От Яны не исходило чувства отчуждения, нет, — Саша вдруг это явственно понял, но она словно впала в тихую, не отягощенную присутствием Саши хандру.
…Для вас Россия уже не имеет этнического смысла, не говоря о смысле пространственном… Вы обезумели, вы погрязли в своем «духовном опыте» — о нем лишь и говорите. Но первичны в вашем поведении все-таки не ваши искания, не ваше маловнятное понимание добра, которое вы так легко предаете, едва речь заходит об ином понимании бытия, — первично все-таки ваше разочарование, которое настигло вас не так давно и раздавило. Вы могли бы спастись от разочарования, честно посмотрев внутрь себя, по всем углам… Там много всякого сора… Но вы не умеете — честно. Вы умеете только амбициозно.
Ад — это когда уже нельзя терпеть, а умереть — еще не дают.
Человек — это огромная, шумящая пустота, где сквозняки и безумные расстояния между каждым атомом. Это и есть космос. Если смотреть изнутри мягкого и теплого тела, скажем, Сашиного, и при этом быть в миллион раз меньше атома, — так все и будет выглядеть — как шумящее и теплое небо у нас над головой.
И мы точно так же живем внутри страшной, неведомой нам, пугающей нас пустоты. Но все не так страшно — на самом деле мы дома, мы внутри того, что является нашим образом и нашим подобием.
И все, что происходит внутри нас, — любая боль, которую мы принимаем и которой наделяем кого-то, — имеет отношение к тому, что окружает нас. И каждый будет наказан, и каждый награжден, и ничего нельзя постичь, и все при этом просто и легко.
Среди евреев, к слову, неудачников меньше, чем среди русских, а сумасшедших больше.
Все истинное само понятие выбора отрицает. Если у тебя любовь, скажем, к женщине, у тебя уже нет выбора. Или она, или ничего. И если у тебя Родина… Здесь так же…
Пошел снег. Падал прямо — ветра почти не было. Снег напоминал кардиограмму умирающего — ровные линии иногда резко ломались, а потом снова тянулись жестко и тихо, до самого асфальта.
Саша был готов ударить и убить любого, и оттого улыбка его была несказанно легка. Она покачивалась на лице, почти невесомая.
«Сейчас домой пойду, поем гречневой каши.
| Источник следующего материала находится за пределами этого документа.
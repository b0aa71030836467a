//! Status polling.
//!
//! A poll sequence fetches the task status, reports it, and waits
//! `interval` before the next fetch for as long as the task is still
//! processing. The returned [`PollHandle`] stops the sequence; once
//! cancelled no further fetch is made and a response already in flight is
//! dropped instead of reported.

use std::cell::Cell;
use std::future::Future;
use std::rc::Rc;

use gloo_timers::future::TimeoutFuture;
use leptos::spawn_local;

use crate::services::api::ApiClient;
use crate::types::{AppResult, ProcessingTask};

/// Cancellation handle of a poll sequence.
///
/// Clones share the same flag. Dropping a handle does not cancel.
#[derive(Clone, Debug, Default)]
pub struct PollHandle {
    cancelled: Rc<Cell<bool>>,
}

impl PollHandle {
    pub fn new() -> Self {
        Self::default()
    }

    pub fn cancel(&self) {
        self.cancelled.set(true);
    }

    pub fn is_cancelled(&self) -> bool {
        self.cancelled.get()
    }
}

/// What the loop does after reporting a snapshot.
#[derive(Clone, Copy, Debug, PartialEq, Eq)]
pub enum PollStep {
    Continue,
    Stop,
}

impl PollStep {
    pub fn after(task: &ProcessingTask) -> Self {
        if task.is_terminal() {
            PollStep::Stop
        } else {
            PollStep::Continue
        }
    }
}

/// Start polling `task_id` on the event loop.
pub fn poll_status<F>(client: ApiClient, task_id: String, interval_ms: u32, on_update: F) -> PollHandle
where
    F: FnMut(ProcessingTask) + 'static,
{
    let handle = PollHandle::new();
    let loop_handle = handle.clone();

    log::info!("🔄 Polling task {} every {} ms", task_id, interval_ms);

    spawn_local(async move {
        let fetch = move |id: String| {
            let client = client.clone();
            async move { client.fetch_status(&id).await }
        };
        let sleep = move || TimeoutFuture::new(interval_ms);

        run_poll(task_id, fetch, sleep, loop_handle, on_update).await;
    });

    handle
}

/// The poll loop, independent of the HTTP client and the timer.
///
/// A failed fetch is reported once as a failed snapshot (see
/// [`ProcessingTask::from_fetch_error`]) and ends the loop.
pub async fn run_poll<Fetch, FetchFut, Sleep, SleepFut, OnUpdate>(
    task_id: String,
    mut fetch: Fetch,
    mut sleep: Sleep,
    handle: PollHandle,
    mut on_update: OnUpdate,
) where
    Fetch: FnMut(String) -> FetchFut,
    FetchFut: Future<Output = AppResult<ProcessingTask>>,
    Sleep: FnMut() -> SleepFut,
    SleepFut: Future<Output = ()>,
    OnUpdate: FnMut(ProcessingTask),
{
    loop {
        if handle.is_cancelled() {
            log::debug!("Polling of task {} cancelled", task_id);
            return;
        }

        let snapshot = match fetch(task_id.clone()).await {
            Ok(mut task) => {
                task.task_id = task_id.clone();
                task
            }
            Err(e) => {
                log::error!("❌ Status poll for task {} failed: {}", task_id, e);
                ProcessingTask::from_fetch_error(task_id.clone(), &e)
            }
        };

        // Cancelled while the request was in flight
        if handle.is_cancelled() {
            log::debug!("Dropping stale status of task {}", task_id);
            return;
        }

        let step = PollStep::after(&snapshot);
        on_update(snapshot);

        if step == PollStep::Stop {
            return;
        }
        sleep().await;
    }
}

#[cfg(test)]
mod tests {
    use super::*;
    use crate::types::{
        AppError, ExtractionResult, TaskStatus, CONNECTION_FAILED_MESSAGE, UNREADABLE_STATUS_MESSAGE,
    };
    use futures::executor::block_on;
    use futures::future::{ready, Ready};
    use std::cell::RefCell;
    use std::collections::VecDeque;

    fn status(status: TaskStatus, progress: u8) -> ProcessingTask {
        ProcessingTask {
            task_id: String::new(),
            status,
            progress,
            message: format!("{:?} at {}", status, progress),
            result: None,
        }
    }

    /// Drives `run_poll` over a scripted list of fetch outcomes.
    struct Harness {
        script: RefCell<VecDeque<AppResult<ProcessingTask>>>,
        fetches: Cell<usize>,
        sleeps: Cell<usize>,
        updates: RefCell<Vec<ProcessingTask>>,
    }

    impl Harness {
        fn new(script: Vec<AppResult<ProcessingTask>>) -> Rc<Self> {
            Rc::new(Self {
                script: RefCell::new(script.into()),
                fetches: Cell::new(0),
                sleeps: Cell::new(0),
                updates: RefCell::new(Vec::new()),
            })
        }

        fn fetch(self: &Rc<Self>) -> impl FnMut(String) -> Ready<AppResult<ProcessingTask>> {
            let this = Rc::clone(self);
            move |id| {
                assert_eq!(id, "t1");
                this.fetches.set(this.fetches.get() + 1);
                let next = this.script.borrow_mut().pop_front();
                ready(next.expect("poll loop fetched past the end of the script"))
            }
        }

        fn sleep(self: &Rc<Self>) -> impl FnMut() -> Ready<()> {
            let this = Rc::clone(self);
            move || {
                this.sleeps.set(this.sleeps.get() + 1);
                ready(())
            }
        }

        fn on_update(self: &Rc<Self>) -> impl FnMut(ProcessingTask) {
            let this = Rc::clone(self);
            move |task| this.updates.borrow_mut().push(task)
        }

        fn run(self: &Rc<Self>, handle: PollHandle) {
            block_on(run_poll("t1".to_string(), self.fetch(), self.sleep(), handle, self.on_update()));
        }
    }

    #[test]
    fn test_reschedules_only_while_processing() {
        let mut done = status(TaskStatus::Completed, 100);
        done.result = Some(ExtractionResult {
            pdf_name: "doc.pdf".into(),
            processed_at: String::new(),
            total_pages: 1,
            extracted_text: String::new(),
            extractions: Vec::new(),
        });
        let harness = Harness::new(vec![
            Ok(status(TaskStatus::Processing, 10)),
            Ok(status(TaskStatus::Processing, 40)),
            Ok(done),
        ]);

        harness.run(PollHandle::new());

        let updates = harness.updates.borrow();
        assert_eq!(updates.len(), 3);
        assert_eq!(harness.fetches.get(), 3);
        assert_eq!(harness.sleeps.get(), 2);
        assert!(updates.iter().all(|u| u.task_id == "t1"));
        assert_eq!(updates[2].status, TaskStatus::Completed);
    }

    #[test]
    fn test_failed_status_stops_immediately() {
        let harness = Harness::new(vec![Ok(status(TaskStatus::Failed, 0))]);

        harness.run(PollHandle::new());

        assert_eq!(harness.updates.borrow().len(), 1);
        assert_eq!(harness.sleeps.get(), 0);
    }

    #[test]
    fn test_transport_failure_reports_once_and_stops() {
        let harness = Harness::new(vec![
            Ok(status(TaskStatus::Processing, 40)),
            Err(AppError::Network("connection refused".into())),
        ]);

        harness.run(PollHandle::new());

        let updates = harness.updates.borrow();
        assert_eq!(updates.len(), 2);
        assert_eq!(harness.fetches.get(), 2);
        assert_eq!(harness.sleeps.get(), 1);

        let last = &updates[1];
        assert_eq!(last.status, TaskStatus::Failed);
        assert_eq!(last.progress, 0);
        assert_eq!(last.message, CONNECTION_FAILED_MESSAGE);
        assert_eq!(last.task_id, "t1");
    }

    #[test]
    fn test_unreadable_status_is_not_a_connection_failure() {
        let harness = Harness::new(vec![Err(AppError::Decode("missing field `status`".into()))]);

        harness.run(PollHandle::new());

        let updates = harness.updates.borrow();
        assert_eq!(updates.len(), 1);
        assert_eq!(updates[0].status, TaskStatus::Failed);
        assert_eq!(updates[0].message, UNREADABLE_STATUS_MESSAGE);
        assert_eq!(harness.sleeps.get(), 0);
    }

    #[test]
    fn test_cancel_from_update_stops_next_fetch() {
        let harness = Harness::new(vec![
            Ok(status(TaskStatus::Processing, 10)),
            Ok(status(TaskStatus::Processing, 20)),
        ]);
        let handle = PollHandle::new();
        let cancel = handle.clone();
        let updates = Rc::new(Cell::new(0));
        let seen = Rc::clone(&updates);

        block_on(run_poll(
            "t1".to_string(),
            harness.fetch(),
            harness.sleep(),
            handle,
            move |_| {
                seen.set(seen.get() + 1);
                cancel.cancel();
            },
        ));

        assert_eq!(updates.get(), 1);
        assert_eq!(harness.fetches.get(), 1);
    }

    #[test]
    fn test_cancel_during_fetch_drops_stale_update() {
        let harness = Harness::new(Vec::new());
        let handle = PollHandle::new();
        let cancel = handle.clone();

        let fetch = move |_id: String| {
            cancel.cancel();
            let done: AppResult<ProcessingTask> = Ok(status(TaskStatus::Completed, 100));
            ready(done)
        };

        block_on(run_poll("t1".to_string(), fetch, harness.sleep(), handle, harness.on_update()));

        assert!(harness.updates.borrow().is_empty());
        assert_eq!(harness.sleeps.get(), 0);
    }

    #[test]
    fn test_already_cancelled_handle_never_fetches() {
        let harness = Harness::new(Vec::new());
        let handle = PollHandle::new();
        handle.cancel();

        harness.run(handle);

        assert_eq!(harness.fetches.get(), 0);
        assert!(harness.updates.borrow().is_empty());
    }

    #[test]
    fn test_poll_step() {
        assert_eq!(PollStep::after(&status(TaskStatus::Processing, 5)), PollStep::Continue);
        assert_eq!(PollStep::after(&status(TaskStatus::Completed, 100)), PollStep::Stop);
        assert_eq!(PollStep::after(&status(TaskStatus::Failed, 0)), PollStep::Stop);
    }

    #[test]
    fn test_handle_clones_share_flag() {
        let handle = PollHandle::new();
        let clone = handle.clone();
        assert!(!handle.is_cancelled());
        clone.cancel();
        assert!(handle.is_cancelled());
    }
}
Сырную сосиску отварю. Когда ее варишь, — вода становится мутной, словно туда добавили бельевого порошка… А утром из кастрюльки пахнет, словно там утонула усталая, полинявшая мышь с ослабленным иммунитетом… Поем гречневой каши и лягу спать. Буду видеть сны. Чего бы такого увидеть во сне?… Херово, когда прожил четверть века и понимаешь, что уже ничего не хочешь увидеть во сне».
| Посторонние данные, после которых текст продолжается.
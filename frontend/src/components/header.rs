use leptos::*;

use crate::config::APP_NAME;
use crate::services::ApiClient;

/// Backend reachability, as shown in the header badge.
#[derive(Clone, Copy, Debug, PartialEq, Eq)]
enum BackendStatus {
    Checking,
    Online,
    Offline,
}

#[component]
pub fn Header(api: ApiClient) -> impl IntoView {
    let (status, set_status) = create_signal(BackendStatus::Checking);

    // Health check au démarrage
    spawn_local(async move {
        match api.check_health().await {
            Ok(true) => {
                log::info!("✅ Backend reachable at {}", api.config().base_url());
                set_status.set(BackendStatus::Online);
            }
            Ok(false) => {
                log::warn!("⚠️ Backend at {} answered but is not healthy", api.config().base_url());
                set_status.set(BackendStatus::Offline);
            }
            Err(e) => {
                log::warn!("⚠️ Backend unreachable: {}", e);
                set_status.set(BackendStatus::Offline);
            }
        }
    });

    view! {
        <header>
            <div class="header-left">
                <a href="#" class="logo">{APP_NAME}</a>
                <span class="badge">"PDF chart analysis"</span>
            </div>
            <div class="header-right">
                <div
                    class="backend-status"
                    class:connected=move || status.get() == BackendStatus::Online
                >
                    <span class="status-dot" class:connected=move || status.get() == BackendStatus::Online></span>
                    <span>
                        {move || match status.get() {
                            BackendStatus::Checking => "Checking API...",
                            BackendStatus::Online => "API online",
                            BackendStatus::Offline => "API offline",
                        }}
                    </span>
                </div>
            </div>
        </header>
    }
}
Фары ковыряли ночь, как пьяный скальпель.
— Броники — по желанию, — орал Олег, сбросив с себя все до трусов и ловко одеваясь, — мне лично он не нужен. Я не собираюсь жить вечно.
Все, что делаешь один раз в жизни, надо делать красиво.
Смысл в том, чтобы знать, за что умереть. А ты даже не знаешь, зачем живешь.
В голове, странно единые, жили два ощущения: все скоро, вот-вот прекратиться, и — ничего не кончится, так и будет дальше, только так.